厚生年金制度では、会社を退職すると同時に加入資格を失いますが、加入資格喪失日は退職日の翌日と規定されています。30日に退職すれば、資格喪失日は同じ月の31日ですが、31日に退職した場合、資格喪失日は翌日の1日となるわけです。
一方、資格喪失日が属する月の保険料は納める必要がありませんので、30日に退職した場合は、その月の保険料が給料から差し引かれることはありませんが、31日に退職した場合には、その月までの保険料を納めなければなりません。
ただし、月末以前に退職した場合で、そのまま失業状態に入れば、国民年金保険に加入し直さなければなりませんが、この国民年金への加入資格は厚生年金の資格喪失日にさかのぼって設定されることになります。つまり、退職した月の分は、結局は国民年金として納めることになるということです。

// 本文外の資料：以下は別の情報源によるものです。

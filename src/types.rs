use serde::{Deserialize, Serialize};

/// A 2D point in frame pixel coordinates.
#[derive(Debug, Clone, Copy, PartialEq, Serialize, Deserialize)]
pub struct Point {
    pub x: f32,
    pub y: f32,
}

impl Point {
    pub const fn new(x: f32, y: f32) -> Self {
        Self { x, y }
    }

    pub const fn zero() -> Self {
        Self { x: 0.0, y: 0.0 }
    }

    pub fn distance(&self, other: &Point) -> f32 {
        let dx = self.x - other.x;
        let dy = self.y - other.y;
        (dx * dx + dy * dy).sqrt()
    }

    pub fn midpoint(&self, other: &Point) -> Point {
        Point::new((self.x + other.x) / 2.0, (self.y + other.y) / 2.0)
    }

    /// Angle of the vector from `self` to `other`, in radians, relative to the
    /// positive x axis. Image y grows downward, so a positive angle is a
    /// clockwise tilt on screen.
    pub fn angle_to(&self, other: &Point) -> f32 {
        (other.y - self.y).atan2(other.x - self.x)
    }

    /// Rotate about the origin by `angle` radians.
    pub fn rotate(self, angle: f32) -> Point {
        let (sin, cos) = angle.sin_cos();
        Point::new(self.x * cos - self.y * sin, self.x * sin + self.y * cos)
    }

    /// Rotate about `center` by `angle` radians.
    pub fn rotate_about(self, center: Point, angle: f32) -> Point {
        (self - center).rotate(angle) + center
    }

    pub fn is_finite(&self) -> bool {
        self.x.is_finite() && self.y.is_finite()
    }
}

impl std::ops::Add for Point {
    type Output = Self;

    fn add(self, rhs: Self) -> Self::Output {
        Self {
            x: self.x + rhs.x,
            y: self.y + rhs.y,
        }
    }
}

impl std::ops::Sub for Point {
    type Output = Self;

    fn sub(self, rhs: Self) -> Self::Output {
        Self {
            x: self.x - rhs.x,
            y: self.y - rhs.y,
        }
    }
}

impl std::ops::Mul<f32> for Point {
    type Output = Self;

    fn mul(self, rhs: f32) -> Self::Output {
        Self {
            x: self.x * rhs,
            y: self.y * rhs,
        }
    }
}

/// A bounding box defined by top-left corner, width, and height.
#[derive(Debug, Clone, Copy, PartialEq, Serialize, Deserialize)]
pub struct BoundingBox {
    pub x: f32,
    pub y: f32,
    pub width: f32,
    pub height: f32,
}

impl BoundingBox {
    pub const fn new(x: f32, y: f32, width: f32, height: f32) -> Self {
        Self {
            x,
            y,
            width,
            height,
        }
    }

    /// Smallest box containing every point. Returns `None` for no points.
    pub fn enclosing<I: IntoIterator<Item = Point>>(points: I) -> Option<Self> {
        let mut iter = points.into_iter();
        let first = iter.next()?;
        let (mut min, mut max) = (first, first);
        for p in iter {
            min.x = min.x.min(p.x);
            min.y = min.y.min(p.y);
            max.x = max.x.max(p.x);
            max.y = max.y.max(p.y);
        }
        Some(Self::new(min.x, min.y, max.x - min.x, max.y - min.y))
    }

    pub fn right(&self) -> f32 {
        self.x + self.width
    }

    pub fn bottom(&self) -> f32 {
        self.y + self.height
    }

    pub fn contains(&self, p: Point) -> bool {
        p.x >= self.x && p.x <= self.right() && p.y >= self.y && p.y <= self.bottom()
    }

    /// Convert a point from normalized coordinates [0,1] to image coordinates
    /// within this bounding box.
    pub fn denormalize_point(&self, p: Point) -> Point {
        Point::new(self.x + p.x * self.width, self.y + p.y * self.height)
    }
}

/// Landmark points for one detected face, in frame pixel coordinates.
///
/// Indices follow the iBUG 68-point annotation scheme used by dlib models:
/// jaw 0-16, eyebrows 17-26, nose bridge 27-30, nose base 31-35,
/// eyes 36-47, outer lip 48-59, inner lip 60-67.
#[derive(Debug, Clone, PartialEq, Default, Serialize, Deserialize)]
pub struct Landmarks {
    pub points: Vec<Point>,
}

impl Landmarks {
    pub fn new(points: Vec<Point>) -> Self {
        Self { points }
    }

    pub fn empty() -> Self {
        Self { points: Vec::new() }
    }

    pub fn len(&self) -> usize {
        self.points.len()
    }

    pub fn is_empty(&self) -> bool {
        self.points.is_empty()
    }

    /// Landmark at `idx`, or `None` if the set is too short or the point is
    /// not a finite coordinate.
    pub fn get(&self, idx: usize) -> Option<Point> {
        self.points.get(idx).copied().filter(Point::is_finite)
    }

    /// Apply `f` to every point, producing a new landmark set.
    pub fn map<F>(&self, f: F) -> Self
    where
        F: Fn(Point) -> Point,
    {
        Self {
            points: self.points.iter().map(|p| f(*p)).collect(),
        }
    }
}

impl std::ops::Index<usize> for Landmarks {
    type Output = Point;

    fn index(&self, idx: usize) -> &Self::Output {
        &self.points[idx]
    }
}
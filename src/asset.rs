//! Overlay image loading and selection.

use std::fs;
use std::path::{Path, PathBuf};
use std::sync::Arc;

use image::{ImageFormat, RgbaImage};

use crate::config::AssetConfig;
use crate::error::{AssetLoadReason, Error, Result};
use crate::filter::FilterKind;

/// File extensions treated as overlay images. Anything else in an asset
/// directory is ignored; a listed file that cannot be decoded fails the load.
const IMAGE_EXTENSIONS: &[&str] = &[
    "png", "jpg", "jpeg", "bmp", "gif", "webp", "tga", "tif", "tiff", "ico", "avif", "svg",
    "svgz", "heic", "heif", "jxl", "psd",
];

/// One overlay image with its own alpha channel.
#[derive(Debug, Clone)]
pub struct Asset {
    name: String,
    image: RgbaImage,
}

impl Asset {
    pub fn new(name: impl Into<String>, image: RgbaImage) -> Self {
        Self {
            name: name.into(),
            image,
        }
    }

    /// File name the asset was loaded from.
    pub fn name(&self) -> &str {
        &self.name
    }

    pub fn image(&self) -> &RgbaImage {
        &self.image
    }

    pub fn width(&self) -> u32 {
        self.image.width()
    }

    pub fn height(&self) -> u32 {
        self.image.height()
    }
}

#[derive(Debug, Clone, Copy, PartialEq, Eq)]
pub enum Direction {
    Next,
    Prev,
}

/// An ordered, non-empty set of assets plus the current selection.
///
/// The decoded images are shared between clones; only the selection index
/// is per-store.
#[derive(Debug, Clone)]
pub struct AssetStore {
    assets: Arc<[Asset]>,
    current: usize,
}

impl AssetStore {
    /// Load every image in `dir`, ordered by file name.
    ///
    /// Fails if the directory is missing, holds no images, or holds an image
    /// file that does not decode.
    pub fn load<P: AsRef<Path>>(dir: P) -> Result<Self> {
        let dir = dir.as_ref();
        let metadata =
            fs::metadata(dir).map_err(|_| Error::asset_load(dir, AssetLoadReason::Missing))?;
        if !metadata.is_dir() {
            return Err(Error::asset_load(dir, AssetLoadReason::NotADirectory));
        }

        let entries = fs::read_dir(dir)
            .map_err(|e| Error::asset_load(dir, AssetLoadReason::Unreadable(e.to_string())))?;
        let mut paths: Vec<PathBuf> = entries
            .filter_map(|entry| entry.ok().map(|e| e.path()))
            .filter(|path| path.is_file() && has_image_extension(path))
            .collect();
        paths.sort();

        let mut assets = Vec::with_capacity(paths.len());
        for path in &paths {
            let name = file_name(path);
            let decode_error = |message: String| {
                Error::asset_load(
                    dir,
                    AssetLoadReason::Decode {
                        file: name.clone(),
                        message,
                    },
                )
            };
            match ImageFormat::from_path(path) {
                Ok(format) if format.reading_enabled() => {}
                _ => return Err(decode_error("unsupported image format".into())),
            }
            let image = image::open(path).map_err(|e| decode_error(e.to_string()))?;
            assets.push(Asset::new(name, image.to_rgba8()));
        }

        if assets.is_empty() {
            return Err(Error::asset_load(dir, AssetLoadReason::Empty));
        }

        log::info!("Loaded {} asset(s) from {}", assets.len(), dir.display());
        Ok(Self {
            assets: assets.into(),
            current: 0,
        })
    }

    /// Build a store from assets already in memory.
    pub fn from_assets(assets: Vec<Asset>) -> Result<Self> {
        if assets.is_empty() {
            return Err(Error::asset_load("<memory>", AssetLoadReason::Empty));
        }
        Ok(Self {
            assets: assets.into(),
            current: 0,
        })
    }

    /// A store over the same assets with the selection back at index 0.
    pub fn fresh(&self) -> Self {
        Self {
            assets: Arc::clone(&self.assets),
            current: 0,
        }
    }

    pub fn current(&self) -> &Asset {
        &self.assets[self.current]
    }

    pub fn index(&self) -> usize {
        self.current
    }

    pub fn len(&self) -> usize {
        self.assets.len()
    }

    /// Always false for a constructed store; present for API symmetry.
    pub fn is_empty(&self) -> bool {
        self.assets.is_empty()
    }

    pub fn get(&self, idx: usize) -> Option<&Asset> {
        self.assets.get(idx)
    }

    /// Move the selection one step, wrapping at either end.
    pub fn cycle(&mut self, direction: Direction) {
        let len = self.assets.len();
        self.current = match direction {
            Direction::Next => (self.current + 1) % len,
            Direction::Prev => (self.current + len - 1) % len,
        };
    }
}

/// Loaded stores for every filter kind.
///
/// Loading all five up front means a broken mask directory is reported at
/// startup rather than on the first mode switch.
#[derive(Debug, Clone)]
pub struct AssetLibrary {
    glasses: AssetStore,
    hat: AssetStore,
    nose: AssetStore,
    mouth: AssetStore,
    face: AssetStore,
}

impl AssetLibrary {
    pub fn new(
        glasses: AssetStore,
        hat: AssetStore,
        nose: AssetStore,
        mouth: AssetStore,
        face: AssetStore,
    ) -> Self {
        Self {
            glasses,
            hat,
            nose,
            mouth,
            face,
        }
    }

    pub fn load(config: &AssetConfig) -> Result<Self> {
        Ok(Self {
            glasses: AssetStore::load(config.dir(FilterKind::Glasses))?,
            hat: AssetStore::load(config.dir(FilterKind::Hat))?,
            nose: AssetStore::load(config.dir(FilterKind::Nose))?,
            mouth: AssetStore::load(config.dir(FilterKind::Mouth))?,
            face: AssetStore::load(config.dir(FilterKind::FaceMask))?,
        })
    }

    pub fn store(&self, kind: FilterKind) -> &AssetStore {
        match kind {
            FilterKind::Glasses => &self.glasses,
            FilterKind::Hat => &self.hat,
            FilterKind::Nose => &self.nose,
            FilterKind::Mouth => &self.mouth,
            FilterKind::FaceMask => &self.face,
        }
    }
}

fn has_image_extension(path: &Path) -> bool {
    path.extension()
        .and_then(|ext| ext.to_str())
        .map(|ext| {
            let ext = ext.to_ascii_lowercase();
            IMAGE_EXTENSIONS.contains(&ext.as_str())
        })
        .unwrap_or(false)
}

fn file_name(path: &Path) -> String {
    path.file_name()
        .map(|name| name.to_string_lossy().into_owned())
        .unwrap_or_default()
}
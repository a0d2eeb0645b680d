//! Application configuration.
//!
//! Everything is optional in the JSON file; missing fields fall back to the
//! defaults below. Command-line flags are applied on top by the binaries.

use std::fs::File;
use std::io::BufReader;
use std::path::{Path, PathBuf};

use serde::{Deserialize, Serialize};

use crate::error::{Error, Result};
use crate::filter::FilterKind;
use crate::input::KeyBindings;

#[derive(Debug, Clone, Default, PartialEq, Serialize, Deserialize)]
#[serde(default)]
pub struct AppConfig {
    pub assets: AssetConfig,
    pub capture: CaptureConfig,
    pub detector: DetectorConfig,
    pub keys: KeyBindings,
}

impl AppConfig {
    /// Read and validate a JSON config file.
    pub fn load<P: AsRef<Path>>(path: P) -> Result<Self> {
        let file = File::open(path.as_ref())?;
        let config: Self = serde_json::from_reader(BufReader::new(file))?;
        config.validate()?;
        log::debug!("Loaded config from {}", path.as_ref().display());
        Ok(config)
    }

    pub fn validate(&self) -> Result<()> {
        self.capture.validate()?;
        self.detector.validate()?;
        self.keys.validate()
    }
}

/// One overlay image directory per filter kind.
#[derive(Debug, Clone, PartialEq, Serialize, Deserialize)]
#[serde(default)]
pub struct AssetConfig {
    pub glasses: PathBuf,
    pub hat: PathBuf,
    pub nose: PathBuf,
    pub mouth: PathBuf,
    pub face: PathBuf,
}

impl AssetConfig {
    /// The standard directory layout under `root`.
    pub fn under<P: AsRef<Path>>(root: P) -> Self {
        let root = root.as_ref();
        Self {
            glasses: root.join("glasses"),
            hat: root.join("hats"),
            nose: root.join("noses"),
            mouth: root.join("mouths"),
            face: root.join("faces"),
        }
    }

    pub fn dir(&self, kind: FilterKind) -> &Path {
        match kind {
            FilterKind::Glasses => &self.glasses,
            FilterKind::Hat => &self.hat,
            FilterKind::Nose => &self.nose,
            FilterKind::Mouth => &self.mouth,
            FilterKind::FaceMask => &self.face,
        }
    }
}

impl Default for AssetConfig {
    fn default() -> Self {
        Self::under("imgs")
    }
}

#[derive(Debug, Clone, PartialEq, Serialize, Deserialize)]
#[serde(default)]
pub struct CaptureConfig {
    /// Camera index (0 for the default device)
    pub device: u32,
    pub width: u32,
    pub height: u32,
    pub fps: u32,
    /// Flip frames horizontally so the preview behaves like a mirror
    pub mirror: bool,
}

impl CaptureConfig {
    fn validate(&self) -> Result<()> {
        if self.width == 0 || self.height == 0 {
            return Err(Error::InvalidConfig(format!(
                "capture resolution must be non-zero, got {}x{}",
                self.width, self.height
            )));
        }
        if self.fps == 0 {
            return Err(Error::InvalidConfig("capture fps must be non-zero".into()));
        }
        Ok(())
    }
}

impl Default for CaptureConfig {
    fn default() -> Self {
        Self {
            device: 0,
            width: 640,
            height: 480,
            fps: 30,
            mirror: true,
        }
    }
}

/// SeetaFace detector settings used by the box-fit landmark provider.
#[derive(Debug, Clone, PartialEq, Serialize, Deserialize)]
#[serde(default)]
pub struct DetectorConfig {
    pub model: PathBuf,
    pub min_face_size: u32,
    pub score_threshold: f64,
    pub pyramid_scale_factor: f32,
    pub slide_window_step: u32,
    /// Faces kept per frame, highest detector score first.
    pub max_faces: usize,
}

impl DetectorConfig {
    fn validate(&self) -> Result<()> {
        if !(self.pyramid_scale_factor > 0.0 && self.pyramid_scale_factor < 1.0) {
            return Err(Error::InvalidConfig(format!(
                "pyramid scale factor must be in (0, 1), got {}",
                self.pyramid_scale_factor
            )));
        }
        if self.slide_window_step == 0 {
            return Err(Error::InvalidConfig("slide window step must be non-zero".into()));
        }
        if self.max_faces == 0 {
            return Err(Error::InvalidConfig("max faces must be at least 1".into()));
        }
        Ok(())
    }
}

impl Default for DetectorConfig {
    fn default() -> Self {
        Self {
            model: PathBuf::from("seeta_fd_frontal_v1.0.bin"),
            min_face_size: 20,
            score_threshold: 2.0,
            pyramid_scale_factor: 0.8,
            slide_window_step: 4,
            max_faces: 2,
        }
    }
}
//! Webcam frame source using the nokhwa crate.

use image::RgbImage;
use nokhwa::pixel_format::RgbFormat;
use nokhwa::utils::{
    CameraFormat, CameraIndex, FrameFormat, RequestedFormat, RequestedFormatType, Resolution,
};
use nokhwa::Camera;

use crate::config::CaptureConfig;
use crate::error::{Error, Result};
use crate::pipeline::FrameSource;

/// An open camera stream. The stream is stopped when this is dropped.
pub struct CameraSource {
    camera: Camera,
    mirror: bool,
}

impl CameraSource {
    /// Open the configured device, asking for the closest format to the
    /// configured resolution and frame rate.
    pub fn open(config: &CaptureConfig) -> Result<Self> {
        let format = CameraFormat::new(
            Resolution::new(config.width, config.height),
            FrameFormat::MJPEG,
            config.fps,
        );
        let requested = RequestedFormat::new::<RgbFormat>(RequestedFormatType::Closest(format));

        let mut camera = Camera::new(CameraIndex::Index(config.device), requested)
            .map_err(|e| Error::Capture(format!("failed to open camera {}: {}", config.device, e)))?;
        camera
            .open_stream()
            .map_err(|e| Error::Capture(format!("failed to start stream: {}", e)))?;

        log::info!(
            "Camera opened: {} ({}x{} @ {} fps)",
            camera.info().human_name(),
            camera.resolution().width(),
            camera.resolution().height(),
            camera.frame_rate()
        );

        Ok(Self {
            camera,
            mirror: config.mirror,
        })
    }
}

impl FrameSource for CameraSource {
    fn next_frame(&mut self) -> Option<RgbImage> {
        let buffer = match self.camera.frame() {
            Ok(buffer) => buffer,
            Err(e) => {
                log::warn!("Failed to capture frame: {}", e);
                return None;
            }
        };
        let decoded = match buffer.decode_image::<RgbFormat>() {
            Ok(decoded) => decoded,
            Err(e) => {
                log::warn!("Failed to decode frame: {}", e);
                return None;
            }
        };

        let (width, height) = (decoded.width(), decoded.height());
        let mut frame = RgbImage::from_raw(width, height, decoded.into_raw())?;
        if self.mirror {
            image::imageops::flip_horizontal_in_place(&mut frame);
        }
        Some(frame)
    }
}

impl Drop for CameraSource {
    fn drop(&mut self) {
        if let Err(e) = self.camera.stop_stream() {
            log::warn!("Failed to stop camera stream: {}", e);
        }
        log::info!("Camera released");
    }
}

転職先を決めて退職した場合でも、退職した翌日には新しい会社で働き始める資格喪失日から勤務をスタートするのでなく、退職から入社まで数日を置くと、年金保険加入の空白期間が生じることになります。空白期間が1カ月以上に及ぶなら、いったんは国民年金に加入すべきですが、数日の場合にはその必要はないでしょう。
■厚生年金の資格は入社したその日に発生
厚生年金保険は、有限会社や株式会社などの法人であればすべて、それ以外の個人経営の商店などでは常時5人以上の事業所であれば強制適用事業所となります。このような強制適用事業所に転職したときは、人事関係の担当者から年金手帳の提出を求められることになるはずです。
厚生年金制度あるいは健康保険制度では、新たに人を雇用した場合には、その人が働き始めたその日が加入資格の取得日となり、資格取得日から5日以内に、社会保険事務所(組合健康保険の場合は組合事務所)に年金手帳や被扶養者届を添えて「被保険者資格取得届」を提出しなければならないと定めているからです。年金手帳と新しい健康保険証は、転職先での資格取得の事実を記載したうえで、会社あてに送り返されます。
このことから、転職先で入社5日目を過ぎてももなお年金手帳の提出を求められない場合や、入社後10日以上たっても新しい健康保険証と年金手帳を渡してもらないときは、会社が「被保険者資格取得届」の提出を怠っていることを疑ってもいいかもしれません。
また、厚生年金保険、健康保険とも、保険料は1カ月遅れの後払いとなっています。入社した月内に給料日がくる場合、最初の給料から保険料が差し引かれることはありませんので、給料明細を確認してみましょう。